Uma sangrenta revolta de cativos destruindo a Nação, como aconteceu no Haiti... Tão lindo... Mas o
Brasil não perde por esperar. Será destruído também e justamente pela Abolição! Em mais um ano
tudo estará acabado e então... poderei me alimentar do futuro desse povo. Juro em nome de meu
negro pai!! "

Rio de Janeiro, 15 de novembro de 1889.


Chegara finalmente o momento do golpe fatal na experiência de construção de uma grande Nação.
O plano bestial necessitara de 67 anos para frutificar. Precisara da combinação de ingredientes os
mais sórdidos, da participação dos piores elementos e da profunda ignorância e ingenuidade do
povo, incapaz de perceber a aproximação inexorável da besta.
Na madrugada de 15 para 16 de novembro, uma chuva fina amortalhava a Praça da Aclamação,
futura Praça da República. Escondidos do povo, os adoradores da besta arrastavam o velho
Imperador e sua família para a morte no exílio. Nada pode carregar consigo o lider da Nação, mais
do que um punhado de terra brasileira , que dois anos depois levaria para o caixão. O pano caía
sobre a pátria e um pesadelo de mais de um século iria começar.
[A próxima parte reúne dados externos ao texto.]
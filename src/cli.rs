//! CLI argument parsing

use clap::{Parser, Subcommand};
use std::path::PathBuf;

/// Parse a USB ID, always hexadecimal ("0483" or "0x0483")
pub fn parse_hex_u16(s: &str) -> Result<u16, String> {
    let hex = s.strip_prefix("0x").or_else(|| s.strip_prefix("0X")).unwrap_or(s);
    u16::from_str_radix(hex, 16).map_err(|e| format!("Invalid USB ID: {}", e))
}

/// Parse a string as a hex or decimal u32
pub fn parse_hex_u32(s: &str) -> Result<u32, String> {
    if let Some(hex) = s.strip_prefix("0x").or_else(|| s.strip_prefix("0X")) {
        u32::from_str_radix(hex, 16).map_err(|e| format!("Invalid hex value: {}", e))
    } else {
        s.parse::<u32>().map_err(|e| format!("Invalid number: {}", e))
    }
}

const SIZE_SUFFIXES: [(&str, u32); 6] = [
    ("KIB", 1 << 10),
    ("KB", 1 << 10),
    ("K", 1 << 10),
    ("MIB", 1 << 20),
    ("MB", 1 << 20),
    ("M", 1 << 20),
];

/// Parse a size such as "64K", "2M", "0x1000" or "4096"
///
/// Suffixes are binary: K = 1024, M = 1024 * 1024.
pub fn parse_size(s: &str) -> Result<u32, String> {
    let s = s.trim();
    let upper = s.to_ascii_uppercase();
    let (digits, multiplier) = SIZE_SUFFIXES
        .iter()
        .find_map(|&(suffix, mult)| upper.strip_suffix(suffix).map(|d| (d, mult)))
        .unwrap_or((upper.as_str(), 1));
    let digits = digits.trim_end();
    if digits.is_empty() {
        return Err(format!("Invalid size: {:?}", s));
    }
    let value = parse_hex_u32(digits).map_err(|e| format!("Invalid size {:?}: {}", s, e))?;
    value
        .checked_mul(multiplier)
        .ok_or_else(|| format!("Size too large: {}", s))
}

#[derive(Parser)]
#[command(name = "rdfu")]
#[command(author, version, about = "USB DFU firmware flasher", long_about = None)]
pub struct Cli {
    /// Verbosity level (--verbose, --verbose --verbose)
    #[arg(long, action = clap::ArgAction::Count, global = true)]
    pub verbose: u8,

    /// Seconds to wait for a rebooted device to come back
    #[arg(long, value_name = "SECS", default_value_t = 30, global = true)]
    pub timeout: u64,

    #[command(subcommand)]
    pub command: Option<Commands>,
}

/// Device selection shared across commands
#[derive(clap::Args, Debug, Clone, Copy, Default)]
pub struct DeviceArgs {
    /// Vendor ID (hex, e.g. "0483")
    #[arg(short, long, value_parser = parse_hex_u16)]
    pub vendor: Option<u16>,

    /// Product ID (hex, e.g. "df11")
    #[arg(short, long, value_parser = parse_hex_u16)]
    pub product: Option<u16>,
}

#[derive(Subcommand)]
pub enum Commands {
    /// List DFU devices with their memory layouts
    List {
        #[command(flatten)]
        device: DeviceArgs,
    },

    /// Write a raw binary or UF2 file to the device
    Write {
        /// Input file (raw binary or UF2)
        file: PathBuf,

        #[command(flatten)]
        device: DeviceArgs,

        /// Start address for raw binaries (hex, e.g. 0x08000000)
        #[arg(short, long = "start-address", value_parser = parse_hex_u32)]
        start: Option<u32>,
    },

    /// Read device memory to a file
    Read {
        /// Output file
        file: PathBuf,

        #[command(flatten)]
        device: DeviceArgs,

        /// Start address (hex, e.g. 0x08000000)
        #[arg(short, long = "start-address", value_parser = parse_hex_u32)]
        start: Option<u32>,

        /// Length (e.g. 64K, 2M, 0x1000); defaults to the end of the memory
        #[arg(short, long, value_parser = parse_size)]
        length: Option<u32>,
    },

    /// Reboot the device and wait for it to come back
    Reboot {
        /// Where to write the reboot trigger (hex, e.g. 0x2001FFF0)
        #[arg(value_parser = parse_hex_u32)]
        address: u32,

        #[command(flatten)]
        device: DeviceArgs,

        /// Address to restart at
        #[arg(short, long = "start-address", value_parser = parse_hex_u32, default_value = "0x08000000")]
        start: u32,
    },

    /// Show the contents of a UF2 file
    Uf2 {
        /// UF2 file
        file: PathBuf,
    },
}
Brasília, 7 de setembro de 2019.


São decorridos cento e trinta anos do golpe militar republicano que libertou a besta que passou a
nutrir-se do sangue do povo. A fera, ao longo desse tempo, disfarçou-se de tudo, simulou ideologias,
fingiu e enganou, não interrompendo jamais o banquete de sangue. Sempre contando com a
adoração dos mesmos seres rasteiros e de sua descendência, sempre mantendo a maioria do povo
num torpor próximo à morte. Até um dia...
"Que e som é esse lá fora? Não fosse no Brasil pareceria um povo enraivecido... Hehehe. Não, não é
possível! É isso mesmo! A Nação se levanta... É o fim. À frente.... O Império!